Removing Mountains

August 5, 2012
Cheryl Woelk |

Mountaintop removal. Tar sands. Mass destruction of earth and creation for sake of getting at the coal and oil underground. While there are inevitably complexities for each community facing companies that look for energy sources in their neighbourhoods, and there are no simple stories, on an instinctive level I know it's wrong.
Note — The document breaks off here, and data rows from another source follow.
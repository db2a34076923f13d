mod mouse;
mod move_mode;
mod navigate;

use crossterm::event::{KeyCode, KeyEvent};

use crate::ops::persist::PersistSink;

use super::app::{App, Mode};

pub use mouse::handle_mouse;

/// Handle a key event in the current mode
pub fn handle_key<S: PersistSink>(app: &mut App<S>, key: KeyEvent) {
    // Ignore bare modifier key presses (Shift, Ctrl, Alt, etc.)
    if matches!(key.code, KeyCode::Modifier(_)) {
        return;
    }

    // A pointer gesture in progress owns Escape and swallows everything else.
    if app.press.is_some() || app.coordinator.is_dragging() {
        if key.code == KeyCode::Esc && app.coordinator.config().cancel_on_escape {
            app.press = None;
            app.coordinator.cancel();
        }
        return;
    }

    match app.mode {
        Mode::Navigate => navigate::handle_navigate(app, key),
        Mode::Move => move_mode::handle_move(app, key),
    }
}

/// Cursor movement shared by navigate and move mode. Returns whether the
/// key was a movement key.
fn move_cursor<S: PersistSink>(app: &mut App<S>, key: KeyEvent) -> bool {
    let last = app.rows().len().saturating_sub(1);
    match key.code {
        KeyCode::Up | KeyCode::Char('k') => app.cursor = app.cursor.saturating_sub(1),
        KeyCode::Down | KeyCode::Char('j') => app.cursor = (app.cursor + 1).min(last),
        KeyCode::Home | KeyCode::Char('g') => app.cursor = 0,
        KeyCode::End | KeyCode::Char('G') => app.cursor = last,
        _ => return false,
    }
    true
}
//! Property tests for the reorder coordinator: whatever sequence of drops
//! and cancels arrives, every channel stays listed by exactly one section,
//! and each write describes the order the model ended up with.

use std::collections::BTreeSet;

use proptest::prelude::*;

use chanbar::model::{Channel, ChannelId, Hierarchy, Section};
use chanbar::ops::drag::{DragItem, Position};
use chanbar::ops::persist::PersistRequest;
use chanbar::ops::reorder::{DragEnd, ReorderCoordinator};
use chanbar::ops::resolve::DropTarget;

/// Sections `s0..` holding `sizes[i]` channels named `s{i}c{j}`.
fn build(sizes: &[usize]) -> Hierarchy {
    let mut sections = Vec::new();
    let mut channels = Vec::new();
    for (i, n) in sizes.iter().enumerate() {
        let mut section = Section::new(format!("s{}", i), format!("S{}", i), i);
        for j in 0..*n {
            let id = format!("s{}c{}", i, j);
            section.channels.push(ChannelId::from(id.as_str()));
            channels.push(Channel::new(id.as_str(), id.as_str()));
        }
        sections.push(section);
    }
    Hierarchy::new(sections, channels).unwrap()
}

/// A gesture in terms of indices, mapped onto whatever the hierarchy holds
/// at the time it runs.
#[derive(Debug, Clone)]
enum Gesture {
    SectionOnSection { from: usize, onto: usize },
    ChannelOnChannel { from: usize, onto: usize },
    ChannelOnSection { from: usize, onto: usize },
    /// Start dragging a channel, hover over another, then cancel
    Cancelled { from: usize, onto: usize },
}

fn arb_gesture() -> impl Strategy<Value = Gesture> {
    (0usize..4, any::<usize>(), any::<usize>()).prop_map(|(kind, from, onto)| match kind {
        0 => Gesture::SectionOnSection { from, onto },
        1 => Gesture::ChannelOnChannel { from, onto },
        2 => Gesture::ChannelOnSection { from, onto },
        _ => Gesture::Cancelled { from, onto },
    })
}

fn all_channels(h: &Hierarchy) -> Vec<ChannelId> {
    h.sections()
        .iter()
        .flat_map(|s| s.channels.iter().cloned())
        .collect()
}

/// `(item, hits)` for a gesture, or `None` if there is nothing to drag.
fn plan(h: &Hierarchy, gesture: &Gesture) -> Option<(DragItem, Vec<DropTarget>)> {
    let sections = h.sections();
    let channels = all_channels(h);
    match *gesture {
        Gesture::SectionOnSection { from, onto } => {
            let item = DragItem::Section(sections[from % sections.len()].id.clone());
            let hits = vec![DropTarget::Section(sections[onto % sections.len()].id.clone())];
            Some((item, hits))
        }
        Gesture::ChannelOnChannel { from, onto } | Gesture::Cancelled { from, onto } => {
            if channels.is_empty() {
                return None;
            }
            let target = channels[onto % channels.len()].clone();
            let (owner, _) = h.owner_of(&target)?;
            let item = DragItem::Channel(channels[from % channels.len()].clone());
            let hits = vec![
                DropTarget::Section(sections[owner].id.clone()),
                DropTarget::Channel(target),
            ];
            Some((item, hits))
        }
        Gesture::ChannelOnSection { from, onto } => {
            if channels.is_empty() {
                return None;
            }
            let item = DragItem::Channel(channels[from % channels.len()].clone());
            let hits = vec![DropTarget::Section(sections[onto % sections.len()].id.clone())];
            Some((item, hits))
        }
    }
}

proptest! {
    /// Every channel is listed by exactly one section after every gesture.
    #[test]
    fn channels_keep_exactly_one_owner(
        sizes in prop::collection::vec(0usize..5, 1..5),
        gestures in prop::collection::vec(arb_gesture(), 0..40),
    ) {
        let mut coordinator = ReorderCoordinator::new(build(&sizes), Vec::<PersistRequest>::new());
        let expected: BTreeSet<ChannelId> = all_channels(coordinator.hierarchy()).into_iter().collect();
        let section_count = coordinator.hierarchy().sections().len();
        let mut commits = 0usize;

        for gesture in &gestures {
            let Some((item, hits)) = plan(coordinator.hierarchy(), gesture) else {
                continue;
            };

            if let Gesture::Cancelled { .. } = gesture {
                let before = coordinator.hierarchy().clone();
                prop_assert!(coordinator.begin_drag(item, Position::new(0, 0)).is_ok());
                coordinator.hover(Position::new(3, 3), &hits);
                prop_assert!(coordinator.cancel());
                prop_assert_eq!(coordinator.hierarchy(), &before);
                prop_assert!(!coordinator.is_dragging());
                continue;
            }

            match coordinator.drop_onto(item, &hits) {
                Ok(DragEnd::Committed(_)) => commits += 1,
                Ok(DragEnd::Cancelled(_)) => {}
                Err(e) => prop_assert!(false, "drop failed: {}", e),
            }

            let h = coordinator.hierarchy();
            prop_assert!(h.validate().is_ok());
            prop_assert_eq!(h.sections().len(), section_count);

            let listed = all_channels(h);
            let unique: BTreeSet<ChannelId> = listed.iter().cloned().collect();
            prop_assert_eq!(listed.len(), unique.len());
            prop_assert_eq!(&unique, &expected);

            for (rank, section) in h.sections().iter().enumerate() {
                prop_assert_eq!(section.order, rank);
            }
        }

        prop_assert_eq!(coordinator.sink().len(), commits);
    }

    /// The latest write carries the model's order for the sections it names.
    #[test]
    fn writes_match_the_committed_model(
        sizes in prop::collection::vec(1usize..4, 2..4),
        gestures in prop::collection::vec(arb_gesture(), 1..20),
    ) {
        let mut coordinator = ReorderCoordinator::new(build(&sizes), Vec::<PersistRequest>::new());

        for gesture in &gestures {
            if let Gesture::Cancelled { .. } = gesture {
                continue;
            }
            let Some((item, hits)) = plan(coordinator.hierarchy(), gesture) else {
                continue;
            };
            let Ok(DragEnd::Committed(commit)) = coordinator.drop_onto(item, &hits) else {
                continue;
            };

            let h = coordinator.hierarchy();
            prop_assert_eq!(coordinator.sink().last(), Some(&commit.request));
            match &commit.request {
                PersistRequest::SectionOrder { ordered_section_ids } => {
                    prop_assert_eq!(ordered_section_ids, &h.section_ids());
                }
                PersistRequest::ChannelOrder(order) => {
                    let source = h.section(&order.source_section_id).unwrap();
                    let dest = h.section(&order.destination_section_id).unwrap();
                    prop_assert_eq!(&order.source_channel_ids, &source.channels);
                    prop_assert_eq!(&order.destination_channel_ids, &dest.channels);
                }
            }
        }
    }
}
Why are societies in the U.S. and Canada spending so much effort, energy, time, and money on the process of digging out what is underneath the earth which becomes toxic when it comes to the top? Why are we so stuck on our energy addiction that we would rather take the extreme risk of such massive land destruction than the smaller risk of developing sustainable and more healthy lifestyles and alternative energy? 
 
It's disturbing me. This is not stewardship of creation. This is not love of neighbour.
 
Naomi Klein talks about our extreme addiction to risk that's getting worse as we get closer to losing what we crave - cheap energy. As she says, this is part of a bigger cultural narrative that describes nature as something to be dominated, exploited, and yet something that is forever resilient and limitless. When we risk too much, we lose it all.
 
The voice of the church needs to be here. Regardless of political arguments back and forth on either side, the church needs to speak for the people who are suffering because of this destruction and who will suffer in the future. The church needs to speak from the perspective of servants of the God of all creation, to break through the senseless political positioning, and to prophetically call people's attention to the reality of the consequences of our risk.
 
Turning away from the push for fuel sources might not be a popular message, but the church needs to say it because it is deeply an ethical and theological matter.